WHAT NEEDS TO BE DONE
An exact copy of all the data is the required output.

___ DATASET EXTRACT

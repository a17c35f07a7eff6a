//! matchrank-common — Shared types, errors, and configuration used across all Matchrank crates.

pub mod error;
pub mod ranking_config;
pub mod records;

// Re-export commonly used types
pub use error::{MatchrankError, Result};
pub use ranking_config::{InputConfig, OutputConfig, RankingConfig, RankingOptions};
pub use records::MatchRecord;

______

OUTPUT OF THE TASK
repository a17c35f07a7eff6a
//! matchrank-common — Shared types, errors, and configuration used across all Matchrank crates.

pub mod error;
pub mod ranking_config;
pub mod records;

// Re-export commonly used types
pub use error::{MatchrankError, Result};
pub use ranking_config::{InputConfig, OutputConfig, RankingConfig, RankingOptions};
pub use records::MatchRecord;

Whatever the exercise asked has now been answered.